What the task asks
Go through the data and copy every line in which "declared" appears.
BEGIN
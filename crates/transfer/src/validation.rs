use std::path::{Component, Path};

use crate::{DESTINATION_PREFIX, TransferError};

/// Derives the receiver-side file name for a declared source name.
///
/// Only the last path component of the declared name is kept, prefixed
/// with [`DESTINATION_PREFIX`]. Rejects:
/// - Empty names
/// - Absolute paths (Unix `/` or Windows `C:\`)
/// - Parent directory traversal (`..`)
/// - Backslashes and drive separators, which name other locations on Windows
/// - Names with no file component (`.`, `./`)
pub fn destination_file_name(declared: &str) -> Result<String, TransferError> {
    if declared.is_empty() {
        return Err(TransferError::InvalidPath("empty file name".into()));
    }

    if declared.contains('\\') || declared.contains(':') {
        return Err(TransferError::InvalidPath(format!(
            "platform-specific separators not allowed: {declared}"
        )));
    }

    let path = Path::new(declared);
    let mut base = None;
    for component in path.components() {
        match component {
            Component::ParentDir => {
                return Err(TransferError::InvalidPath(format!(
                    "parent directory traversal not allowed: {declared}"
                )));
            }
            Component::Prefix(_) | Component::RootDir => {
                return Err(TransferError::InvalidPath(format!(
                    "absolute path not allowed: {declared}"
                )));
            }
            Component::CurDir => {}
            Component::Normal(name) => base = Some(name),
        }
    }

    let base = base
        .and_then(|name| name.to_str())
        .ok_or_else(|| TransferError::InvalidPath(format!("no file name in: {declared}")))?;
    Ok(format!("{DESTINATION_PREFIX}{base}"))
}

#[cfg(test)]
mod tests {
    use super::*;

    #[test]
    fn prefixes_simple_name() {
        assert_eq!(
            destination_file_name("test_data.txt").unwrap(),
            "received_test_data.txt"
        );
    }

    #[test]
    fn keeps_only_base_name() {
        assert_eq!(
            destination_file_name("sub/dir/file.txt").unwrap(),
            "received_file.txt"
        );
        assert_eq!(
            destination_file_name("./game.exe").unwrap(),
            "received_game.exe"
        );
    }

    #[test]
    fn accepts_dotfile() {
        assert_eq!(destination_file_name(".env").unwrap(), "received_.env");
    }

    #[test]
    fn rejects_empty_name() {
        assert!(destination_file_name("").is_err());
    }

    #[test]
    fn rejects_parent_dir_traversal() {
        assert!(destination_file_name("../../../etc/passwd").is_err());
        assert!(destination_file_name("..").is_err());
    }

    #[test]
    fn rejects_absolute_unix_path() {
        assert!(destination_file_name("/tmp/malicious").is_err());
    }

    #[test]
    fn rejects_windows_paths_everywhere() {
        assert!(destination_file_name("C:\\Windows\\evil").is_err());
        assert!(destination_file_name("dir\\file.txt").is_err());
    }

    #[test]
    fn rejects_name_without_file_component() {
        assert!(destination_file_name(".").is_err());
        assert!(destination_file_name("./").is_err());
    }
}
END
Written answer
/// Derives the receiver-side file name for a declared source name.
/// Only the last path component of the declared name is kept, prefixed
pub fn destination_file_name(declared: &str) -> Result<String, TransferError> {
    if declared.is_empty() {
    if declared.contains('\\') || declared.contains(':') {
            "platform-specific separators not allowed: {declared}"
    let path = Path::new(declared);
                    "parent directory traversal not allowed: {declared}"
                    "absolute path not allowed: {declared}"
        .ok_or_else(|| TransferError::InvalidPath(format!("no file name in: {declared}")))?;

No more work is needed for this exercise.